The previous section applied regression methods from Chapters 10 and 11 to time series data. A time period variable and/or seasonal indicator variables were used as the explanatory variables, and the time series was the response variable. If such explanatory variables are sufficient in modeling the patterns in the time series, then the residuals will be consistent with a random process. As we saw for the Amazon sales series in Example 13.19 (page 678), residuals can still exhibit nonrandom-ness, even after trend and seasonal components are incorporated in the model. Our analysis suggested that we might consider past values of the time series as an explanatory variable.
Lag Variable
A lag variable is a variable based on the past values of the time series.

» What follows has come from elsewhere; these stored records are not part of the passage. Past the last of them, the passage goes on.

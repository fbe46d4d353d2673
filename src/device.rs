//! V4L2 camera backend using the v4l crate.
//!
//! Opening and session configuration complete synchronously on V4L2, so the
//! outcome event is posted before the call returns and picked up on the next
//! loop iteration. Frames are pulled from an mmap stream on a dedicated
//! thread and pushed into the recorder's [`FrameSurface`].

use std::io;
use std::path::{Path, PathBuf};
use std::sync::atomic::{AtomicBool, Ordering};
use std::sync::Arc;
use std::thread::{self, JoinHandle};
use std::time::Duration;

use tracing::{debug, error, info, warn};
use v4l::buffer::Type;
use v4l::control::{Control, Value};
use v4l::framesize::FrameSizeEnum;
use v4l::io::mmap::Stream;
use v4l::io::traits::CaptureStream as _;
use v4l::video::capture::Parameters;
use v4l::video::Capture;
use v4l::Device;

use crate::encoder::{FfmpegRecorder, FrameSurface, Submit};
use crate::error::{CaptureError, Result};
use crate::event_loop::EventDispatcher;
use crate::traits::{
    CameraBackend, CameraDevice, CaptureCapabilities, CaptureRequest, CaptureSession,
    ExposureMode, FourCC, Frame, FrameMetadata, HardwareEvent, Size, RECORDER_ERROR_UNKNOWN,
};

/// `V4L2_CID_EXPOSURE_AUTO`.
const EXPOSURE_AUTO_CID: u32 = 0x009a_0901;
const EXPOSURE_AUTO: u32 = 0;
const EXPOSURE_MANUAL: u32 = 1;
const EXPOSURE_APERTURE_PRIORITY: u32 = 3;

/// `ENODEV`, reported once the device node is gone.
const ENODEV: i32 = 19;

/// How long a blocked dequeue waits before rechecking the stop flag.
const DEQUEUE_TIMEOUT: Duration = Duration::from_millis(500);

/// Resolutions offered when the driver reports a stepwise range.
const STEPWISE_CANDIDATES: [Size; 5] = [
    Size::new(640, 480),
    Size::new(1280, 720),
    Size::new(1920, 1080),
    Size::new(2560, 1440),
    Size::new(3840, 2160),
];

/// Format the capture pipeline runs in.
const CAPTURE_FORMAT: FourCC = FourCC::YUYV;

/// Camera stack backed by `/dev/videoN` nodes and an ffmpeg encoder.
#[derive(Debug, Clone)]
pub struct V4L2Backend {
    buffer_count: u32,
    ffmpeg: PathBuf,
}

impl Default for V4L2Backend {
    fn default() -> Self {
        Self::new()
    }
}

impl V4L2Backend {
    /// Backend using four capture buffers and `ffmpeg` from `PATH`.
    pub fn new() -> Self {
        Self {
            buffer_count: 4,
            ffmpeg: PathBuf::from("ffmpeg"),
        }
    }

    /// Use a specific encoder binary.
    #[must_use]
    pub fn with_ffmpeg(mut self, ffmpeg: PathBuf) -> Self {
        self.ffmpeg = ffmpeg;
        self
    }

}

impl CameraBackend for V4L2Backend {
    type Device = V4L2Camera;
    type Recorder = FfmpegRecorder;

    fn open(&mut self, camera_id: u32, events: EventDispatcher) -> Result<V4L2Camera> {
        let node = format!("/dev/video{camera_id}");
        if !Path::new(&node).exists() {
            return Err(CaptureError::Open(format!("No camera at {node}")));
        }

        let device = match open_capture_device(camera_id) {
            Ok(device) => {
                info!(camera_id, %node, "camera opened");
                events.dispatch(HardwareEvent::DeviceOpened);
                Some(Arc::new(device))
            }
            Err(err) => {
                warn!(camera_id, %node, error = %err, "camera open failed");
                events.dispatch(HardwareEvent::DeviceOpenFailed(
                    err.raw_os_error().unwrap_or(-1),
                ));
                None
            }
        };

        Ok(V4L2Camera {
            id: camera_id,
            device,
            buffer_count: self.buffer_count,
        })
    }

    fn new_recorder(&mut self, events: EventDispatcher) -> FfmpegRecorder {
        FfmpegRecorder::new(self.ffmpeg.clone(), events)
    }
}

fn open_capture_device(camera_id: u32) -> io::Result<Device> {
    let device = Device::new(camera_id as usize)?;
    let caps = device.query_caps()?;
    let flags = caps.capabilities;
    if !flags.contains(v4l::capability::Flags::VIDEO_CAPTURE)
        || !flags.contains(v4l::capability::Flags::STREAMING)
    {
        return Err(io::Error::new(
            io::ErrorKind::Unsupported,
            format!("{} cannot stream video", caps.card),
        ));
    }
    debug!(driver = %caps.driver, card = %caps.card, bus = %caps.bus, "device capabilities");
    Ok(device)
}

/// An opened (or failed-to-open) V4L2 device.
pub struct V4L2Camera {
    id: u32,
    device: Option<Arc<Device>>,
    buffer_count: u32,
}

impl V4L2Camera {
    fn device(&self) -> Result<&Arc<Device>> {
        self.device
            .as_ref()
            .ok_or_else(|| CaptureError::Runtime(format!("Camera {} is not open", self.id)))
    }
}

/// Sizes for the capture format, expanding stepwise ranges into common
/// resolutions.
fn output_sizes(device: &Device) -> io::Result<Vec<Size>> {
    let mut sizes = Vec::new();
    for frame_size in device.enum_framesizes(CAPTURE_FORMAT.into())? {
        match frame_size.size {
            FrameSizeEnum::Discrete(discrete) => {
                sizes.push(Size::new(discrete.width, discrete.height));
            }
            FrameSizeEnum::Stepwise(step) => {
                sizes.extend(STEPWISE_CANDIDATES.iter().copied().filter(|size| {
                    (step.min_width..=step.max_width).contains(&size.width)
                        && (step.min_height..=step.max_height).contains(&size.height)
                }));
            }
        }
    }
    Ok(sizes)
}

/// Exposure modes exposed through the `EXPOSURE_AUTO` menu.
///
/// A device without the control manages exposure itself, which is `On`.
fn exposure_modes(device: &Device) -> Vec<ExposureMode> {
    let menu = match device.query_controls() {
        Ok(controls) => controls
            .into_iter()
            .find(|control| control.id == EXPOSURE_AUTO_CID)
            .and_then(|control| control.items),
        Err(err) => {
            debug!(error = %err, "cannot query controls");
            None
        }
    };
    let Some(items) = menu else {
        return vec![ExposureMode::On];
    };

    let values: Vec<u32> = items.into_iter().map(|(value, _)| value).collect();
    let mut modes = Vec::new();
    if values.contains(&EXPOSURE_MANUAL) {
        modes.push(ExposureMode::Off);
    }
    if values.contains(&EXPOSURE_AUTO) || values.contains(&EXPOSURE_APERTURE_PRIORITY) {
        modes.push(ExposureMode::On);
    }
    modes
}

impl CameraDevice for V4L2Camera {
    type Surface = FrameSurface;
    type Session = V4L2Session;

    fn id(&self) -> u32 {
        self.id
    }

    fn capabilities(&self) -> Result<CaptureCapabilities> {
        let device = self.device()?;
        Ok(CaptureCapabilities {
            exposure_modes: exposure_modes(device),
            output_sizes: output_sizes(device)?,
        })
    }

    fn create_session(
        &mut self,
        outputs: Vec<FrameSurface>,
        events: EventDispatcher,
    ) -> Result<V4L2Session> {
        let device = Arc::clone(self.device()?);
        let Some(surface) = outputs.into_iter().next() else {
            return Err(CaptureError::Config("No output surface".to_owned()));
        };

        let configured = configure_stream(&device, surface.size(), surface.frame_rate());
        match &configured {
            Ok(()) => {
                events.dispatch(HardwareEvent::SessionConfigured);
            }
            Err(err) => {
                warn!(camera_id = self.id, error = %err, "session configuration failed");
                events.dispatch(HardwareEvent::SessionConfigureFailed);
            }
        }

        Ok(V4L2Session {
            camera_id: self.id,
            device,
            buffer_count: self.buffer_count,
            events,
            stop: Arc::new(AtomicBool::new(false)),
            worker: None,
        })
    }

    fn close(&mut self) -> Result<()> {
        if self.device.take().is_some() {
            debug!(camera_id = self.id, "camera closed");
        }
        Ok(())
    }
}

fn configure_stream(device: &Device, size: Size, frame_rate: u32) -> io::Result<()> {
    let mut fmt = device.format()?;
    fmt.width = size.width;
    fmt.height = size.height;
    fmt.fourcc = CAPTURE_FORMAT.into();
    let fmt = device.set_format(&fmt)?;

    if fmt.width != size.width
        || fmt.height != size.height
        || FourCC::from(fmt.fourcc) != CAPTURE_FORMAT
    {
        return Err(io::Error::new(
            io::ErrorKind::InvalidInput,
            format!("driver chose {}x{} {}", fmt.width, fmt.height, fmt.fourcc),
        ));
    }

    if let Err(err) = device.set_params(&Parameters::with_fps(frame_rate)) {
        warn!(frame_rate, error = %err, "cannot set frame rate");
    }
    Ok(())
}

/// Repeating capture from a V4L2 device into a [`FrameSurface`].
pub struct V4L2Session {
    camera_id: u32,
    device: Arc<Device>,
    buffer_count: u32,
    events: EventDispatcher,
    stop: Arc<AtomicBool>,
    worker: Option<JoinHandle<()>>,
}

impl V4L2Session {
    fn apply_exposure(&self, exposure: ExposureMode) {
        let value = match exposure {
            ExposureMode::Off => EXPOSURE_MANUAL,
            _ => EXPOSURE_AUTO,
        };
        let control = Control {
            id: EXPOSURE_AUTO_CID,
            value: Value::Integer(i64::from(value)),
        };
        if let Err(err) = self.device.set_control(control) {
            // Some drivers only offer aperture priority for automatic exposure.
            if exposure != ExposureMode::Off {
                let fallback = Control {
                    id: EXPOSURE_AUTO_CID,
                    value: Value::Integer(i64::from(EXPOSURE_APERTURE_PRIORITY)),
                };
                if self.device.set_control(fallback).is_ok() {
                    return;
                }
            }
            debug!(camera_id = self.camera_id, ?exposure, error = %err, "exposure control not applied");
        }
    }
}

impl CaptureSession for V4L2Session {
    type Surface = FrameSurface;

    fn set_repeating_request(&mut self, request: CaptureRequest<FrameSurface>) -> Result<()> {
        if self.worker.is_some() {
            return Err(CaptureError::Runtime("Repeating request already set".to_owned()));
        }
        debug!(camera_id = self.camera_id, template = ?request.template, exposure = ?request.exposure, "repeating request");
        self.apply_exposure(request.exposure);

        let device = Arc::clone(&self.device);
        let stop = Arc::clone(&self.stop);
        let events = self.events.clone();
        let buffer_count = self.buffer_count;
        let surface = request.target;
        let worker = thread::Builder::new()
            .name(format!("v4l2-capture-{}", self.camera_id))
            .spawn(move || capture_loop(&device, buffer_count, &surface, &stop, &events))?;
        self.worker = Some(worker);
        Ok(())
    }

    fn close(&mut self) {
        self.stop.store(true, Ordering::Release);
        if let Some(worker) = self.worker.take() {
            if worker.join().is_err() {
                error!(camera_id = self.camera_id, "capture thread panicked");
            }
        }
    }
}

impl Drop for V4L2Session {
    fn drop(&mut self) {
        self.close();
    }
}

/// Event for a failed dequeue, or `None` when the read should be retried.
fn stream_error_event(err: &io::Error) -> Option<HardwareEvent> {
    if matches!(err.kind(), io::ErrorKind::TimedOut | io::ErrorKind::Interrupted) {
        return None;
    }
    Some(match err.raw_os_error() {
        Some(ENODEV) => HardwareEvent::DeviceDisconnected,
        code => HardwareEvent::RecorderError {
            what: RECORDER_ERROR_UNKNOWN,
            extra: code.unwrap_or(-1),
        },
    })
}

fn capture_loop(
    device: &Device,
    buffer_count: u32,
    surface: &FrameSurface,
    stop: &AtomicBool,
    events: &EventDispatcher,
) {
    let mut stream = match Stream::with_buffers(device, Type::VideoCapture, buffer_count) {
        Ok(stream) => stream,
        Err(err) => {
            error!(error = %err, "cannot start capture stream");
            events.dispatch(HardwareEvent::RecorderError {
                what: RECORDER_ERROR_UNKNOWN,
                extra: err.raw_os_error().unwrap_or(-1),
            });
            return;
        }
    };
    stream.set_timeout(DEQUEUE_TIMEOUT);

    let mut dropped: u64 = 0;
    while !stop.load(Ordering::Acquire) {
        let frame = match stream.next() {
            Ok((buf, meta)) => Frame {
                data: buf.get(..meta.bytesused as usize).unwrap_or(buf).to_vec(),
                metadata: FrameMetadata {
                    sequence: meta.sequence,
                },
            },
            Err(err) => match stream_error_event(&err) {
                None => continue,
                Some(event) => {
                    if stop.load(Ordering::Acquire) {
                        break;
                    }
                    match &event {
                        HardwareEvent::DeviceDisconnected => warn!("camera disconnected"),
                        _ => error!(error = %err, "capture stream error"),
                    }
                    events.dispatch(event);
                    break;
                }
            },
        };

        match surface.submit(frame) {
            Submit::Queued => {}
            Submit::Dropped => dropped += 1,
            Submit::Closed => break,
        }
    }
    debug!(dropped, "capture loop finished");
}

Recall that we introduced the idea of a lag variable in our development of the ACF. Notationally, if yt represents the time series in question, then lag variables are given by yt−1, yt−2, … where yt−1 is called a lag one variable, yt−2 is called a lag two variable and so on. Lag variables can be added to the regression model as explanatory variables. The regression coefficients for the lag variables represent multiples of past values for the prediction of future values.
Autoregressive-based models
Can yesterday’s stock price help predict today’s stock price? Can last quarter’s sales be used to predict this quarter’s sales? Sometimes, the best explanatory variables are simply past values of the response variable. Autoregressive time series models take advantage of the linear relationship between successive values of a time series to predict future values of the series.
First-Order Autoregressive Model
A first-order autoregressive model specifies a linear relationship between successive values of the time series. The shorthand for this model is AR(1), and the equation is
yt=β0+β1yt−1+εt
The preceding model can be expanded to include more lag terms. For example, a time series that is dependent on lag one and lag two variables is referred to as an AR(2) model. Autoregressive models are part of a special class of time series models known as autoregressive integrated moving-average (ARIMA) models (also known as Box-Jenkins models).21 ARIMA model building strives to find the most compact model for the data. For example, in situations in which the modeling of a time series requires the use of many lag variables, the ARIMA model-building strategy would attempt to find an alternative model based on fewer explanatory variables. The approach is beyond the scope of this textbook. Without denying the usefulness of the ARIMA approach, it is reassuring that regression-based modeling is an effective approach for modeling many time series in practice.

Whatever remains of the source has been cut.